Directions - Return the whole listing exactly as it stands.

Dataset entries -
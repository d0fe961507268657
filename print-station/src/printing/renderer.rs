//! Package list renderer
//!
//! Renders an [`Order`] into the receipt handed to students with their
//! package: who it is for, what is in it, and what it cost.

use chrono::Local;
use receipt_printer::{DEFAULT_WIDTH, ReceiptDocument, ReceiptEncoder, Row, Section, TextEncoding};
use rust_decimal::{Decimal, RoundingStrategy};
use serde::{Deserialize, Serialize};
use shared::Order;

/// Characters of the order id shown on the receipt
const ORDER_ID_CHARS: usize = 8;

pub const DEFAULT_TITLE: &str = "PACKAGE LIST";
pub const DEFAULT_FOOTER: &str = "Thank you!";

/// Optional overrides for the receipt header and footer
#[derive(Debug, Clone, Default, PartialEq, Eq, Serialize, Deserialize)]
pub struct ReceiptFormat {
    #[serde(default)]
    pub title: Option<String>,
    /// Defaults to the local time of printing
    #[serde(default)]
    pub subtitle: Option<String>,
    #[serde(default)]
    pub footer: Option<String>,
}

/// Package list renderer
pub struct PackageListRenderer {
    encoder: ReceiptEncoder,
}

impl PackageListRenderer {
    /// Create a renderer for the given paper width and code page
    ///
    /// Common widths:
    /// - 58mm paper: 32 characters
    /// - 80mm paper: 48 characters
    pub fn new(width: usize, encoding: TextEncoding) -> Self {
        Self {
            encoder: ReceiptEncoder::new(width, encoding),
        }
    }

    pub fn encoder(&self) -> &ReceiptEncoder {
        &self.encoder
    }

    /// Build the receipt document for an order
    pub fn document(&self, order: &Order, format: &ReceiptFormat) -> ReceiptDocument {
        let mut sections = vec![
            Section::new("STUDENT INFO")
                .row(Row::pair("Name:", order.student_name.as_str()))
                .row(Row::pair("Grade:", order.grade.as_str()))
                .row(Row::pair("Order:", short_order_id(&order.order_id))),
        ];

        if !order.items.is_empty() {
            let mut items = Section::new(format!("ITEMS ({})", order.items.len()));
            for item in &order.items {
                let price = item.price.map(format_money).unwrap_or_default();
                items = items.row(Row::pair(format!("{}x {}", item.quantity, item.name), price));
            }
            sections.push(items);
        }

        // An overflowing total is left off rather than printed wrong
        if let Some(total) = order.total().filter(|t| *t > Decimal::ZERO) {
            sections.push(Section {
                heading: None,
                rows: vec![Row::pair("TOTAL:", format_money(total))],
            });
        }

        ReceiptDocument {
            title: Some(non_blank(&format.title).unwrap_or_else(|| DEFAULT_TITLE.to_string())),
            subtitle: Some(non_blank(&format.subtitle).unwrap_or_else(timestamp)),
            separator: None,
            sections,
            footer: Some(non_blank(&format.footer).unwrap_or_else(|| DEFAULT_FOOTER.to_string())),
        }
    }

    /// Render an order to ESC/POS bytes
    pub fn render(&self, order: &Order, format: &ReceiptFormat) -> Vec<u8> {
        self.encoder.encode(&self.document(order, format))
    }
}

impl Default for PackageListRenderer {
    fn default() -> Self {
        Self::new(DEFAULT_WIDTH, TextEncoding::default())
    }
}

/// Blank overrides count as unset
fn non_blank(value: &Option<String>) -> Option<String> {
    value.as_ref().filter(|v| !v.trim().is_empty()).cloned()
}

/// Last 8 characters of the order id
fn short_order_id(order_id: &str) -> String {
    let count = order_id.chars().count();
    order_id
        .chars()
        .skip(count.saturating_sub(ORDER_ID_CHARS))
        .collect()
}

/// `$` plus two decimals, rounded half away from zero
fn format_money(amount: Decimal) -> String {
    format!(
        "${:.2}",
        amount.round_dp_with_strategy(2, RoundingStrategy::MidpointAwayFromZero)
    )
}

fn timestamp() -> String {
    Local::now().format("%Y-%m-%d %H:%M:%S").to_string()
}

Reply to the exercise -
repository d0fe961507268657
filename print-station/src/printing/renderer.rs
//! Package list renderer
//!
//! Renders an [`Order`] into the receipt handed to students with their
//! package: who it is for, what is in it, and what it cost.

use chrono::Local;
use receipt_printer::{DEFAULT_WIDTH, ReceiptDocument, ReceiptEncoder, Row, Section, TextEncoding};
use rust_decimal::{Decimal, RoundingStrategy};
use serde::{Deserialize, Serialize};
use shared::Order;

/// Characters of the order id shown on the receipt
const ORDER_ID_CHARS: usize = 8;

pub const DEFAULT_TITLE: &str = "PACKAGE LIST";
pub const DEFAULT_FOOTER: &str = "Thank you!";

/// Optional overrides for the receipt header and footer
#[derive(Debug, Clone, Default, PartialEq, Eq, Serialize, Deserialize)]
pub struct ReceiptFormat {
    #[serde(default)]
    pub title: Option<String>,
    /// Defaults to the local time of printing
    #[serde(default)]
    pub subtitle: Option<String>,
    #[serde(default)]
    pub footer: Option<String>,
}

/// Package list renderer
pub struct PackageListRenderer {
    encoder: ReceiptEncoder,
}

impl PackageListRenderer {
    /// Create a renderer for the given paper width and code page
    ///
    /// Common widths:
    /// - 58mm paper: 32 characters
    /// - 80mm paper: 48 characters
    pub fn new(width: usize, encoding: TextEncoding) -> Self {
        Self {
            encoder: ReceiptEncoder::new(width, encoding),
        }
    }

    pub fn encoder(&self) -> &ReceiptEncoder {
        &self.encoder
    }

    /// Build the receipt document for an order
    pub fn document(&self, order: &Order, format: &ReceiptFormat) -> ReceiptDocument {
        let mut sections = vec![
            Section::new("STUDENT INFO")
                .row(Row::pair("Name:", order.student_name.as_str()))
                .row(Row::pair("Grade:", order.grade.as_str()))
                .row(Row::pair("Order:", short_order_id(&order.order_id))),
        ];

        if !order.items.is_empty() {
            let mut items = Section::new(format!("ITEMS ({})", order.items.len()));
            for item in &order.items {
                let price = item.price.map(format_money).unwrap_or_default();
                items = items.row(Row::pair(format!("{}x {}", item.quantity, item.name), price));
            }
            sections.push(items);
        }

        // An overflowing total is left off rather than printed wrong
        if let Some(total) = order.total().filter(|t| *t > Decimal::ZERO) {
            sections.push(Section {
                heading: None,
                rows: vec![Row::pair("TOTAL:", format_money(total))],
            });
        }

        ReceiptDocument {
            title: Some(non_blank(&format.title).unwrap_or_else(|| DEFAULT_TITLE.to_string())),
            subtitle: Some(non_blank(&format.subtitle).unwrap_or_else(timestamp)),
            separator: None,
            sections,
            footer: Some(non_blank(&format.footer).unwrap_or_else(|| DEFAULT_FOOTER.to_string())),
        }
    }

    /// Render an order to ESC/POS bytes
    pub fn render(&self, order: &Order, format: &ReceiptFormat) -> Vec<u8> {
        self.encoder.encode(&self.document(order, format))
    }
}

impl Default for PackageListRenderer {
    fn default() -> Self {
        Self::new(DEFAULT_WIDTH, TextEncoding::default())
    }
}

/// Blank overrides count as unset
fn non_blank(value: &Option<String>) -> Option<String> {
    value.as_ref().filter(|v| !v.trim().is_empty()).cloned()
}

/// Last 8 characters of the order id
fn short_order_id(order_id: &str) -> String {
    let count = order_id.chars().count();
    order_id
        .chars()
        .skip(count.saturating_sub(ORDER_ID_CHARS))
        .collect()
}

/// `$` plus two decimals, rounded half away from zero
fn format_money(amount: Decimal) -> String {
    format!(
        "${:.2}",
        amount.round_dp_with_strategy(2, RoundingStrategy::MidpointAwayFromZero)
    )
}

fn timestamp() -> String {
    Local::now().format("%Y-%m-%d %H:%M:%S").to_string()
}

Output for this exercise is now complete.